Archive for July, 2010

28 JulImportant words from authorities in the Donoso area

Richard Fifer Web, “I had before arriving at Petaquilla Mine was very, very different, now that I had the opportunity to see and hear the explanations of the different specialists I have a very different view and I am clear that there is no problem”, Jose De Los Santos Betegón

Testimonial of the visit to the Project Petaquilla Gold, SA by Raúl Luján Corner coordinator and liaison Donoso District in matters of municipal projects.

“It was very good, the specialists from the Petaquilla Group are very knowledgeable and good teachers, and I think it is very important to have gone through this orientation to view the progress of the project and after questions and answers, we made some clarifications and suggestions with regards to the horizontal level extension and further work to bring all informational workshops to the communities that have received misinformation on the reality of the project. “
The impression I had before visiting the project versus now after having visited the project site many things have been cleared up with evidence and explanations given to us by the experts of this issue and mining, we have clearly seen that there is great ignorance on the part of certain sectors, which have unfounded issues that are far from a technical and scientific reality, and I congratulate the company for the work it is doing in the outreach to all stakeholder. I think a lot of it stems from what we are seeing on television and written media and even on the radio and I think that work should continue on better disclosure of their activities. “

Testimonial of the visit to the Project Petaquilla Gold, SA by the Donoso district Mayor, Feliciano Villarreta

Satisfied with the explanation given and having seen and felt the project “I am satisfied with the explanations you have given us, we thank you, we will remain open to the conversation, everyone has the right to think as they see fit, I have my own belief, you very well have told us how the project works and we will try to tell people the truth, nothing more, saying what you have told us and what we have seen and felt, “said Mayor Donoso.

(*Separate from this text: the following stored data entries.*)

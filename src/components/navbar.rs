use crate::models::user::SessionUser;
use leptos::*;
use leptos_router::A;
use serde::Deserialize;

#[derive(Deserialize)]
struct MePayload {
    user: SessionUser,
}

/// Top navigation. Shows the signed-in user and an admin link when the
/// session carries the Admin role.
#[component]
pub fn Navbar(cart_count: Signal<usize>) -> impl IntoView {
    let session = create_local_resource(
        || (),
        |_| async move {
            let response = gloo_net::http::Request::get("/api/auth/me").send().await.ok()?;
            if response.status() != 200 {
                return None;
            }
            response.json::<MePayload>().await.ok().map(|p| p.user)
        },
    );

    let logout = move |_| {
        spawn_local(async move {
            let _ = gloo_net::http::Request::post("/api/auth/logout").send().await;
            let _ = window().location().set_href("/");
        });
    };

    view! {
        <nav class="navbar">
            <A href="/" class="brand">{ "Emporium" }</A>
            <A href="/products">{ "Shop" }</A>
            <A href="/blog">{ "Blog" }</A>
            <A href="/cart">{ move || format!("Cart ({})", cart_count.get()) }</A>
            {move || match session.get().flatten() {
                Some(user) => view! {
                    <span class="session">
                        {if user.role == "Admin" {
                            Some(view! { <A href="/admin">{ "Admin" }</A> })
                        } else {
                            None
                        }}
                        <A href="/orders">{ "My Orders" }</A>
                        <span>{ user.username.clone() }</span>
                        <button on:click=logout>{ "Log out" }</button>
                    </span>
                }.into_view(),
                None => view! {
                    <span class="session">
                        <A href="/login">{ "Log in" }</A>
                    </span>
                }.into_view(),
            }}
        </nav>
    }
}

Testimonial of the visit to the Project Petaquilla Gold, SA by Jose De Los Santos Betegón, mayor of the village of Rio Indio, Donoso District, “Look, the impression I had before arriving at Petaquilla Mine was very, very different, now that I had the opportunity to see and hear the explanations of the different specialists I have a very different view and I am clear that there is no problem as they say in the street and in the environment. I think that with what I saw and heard there is no contamination.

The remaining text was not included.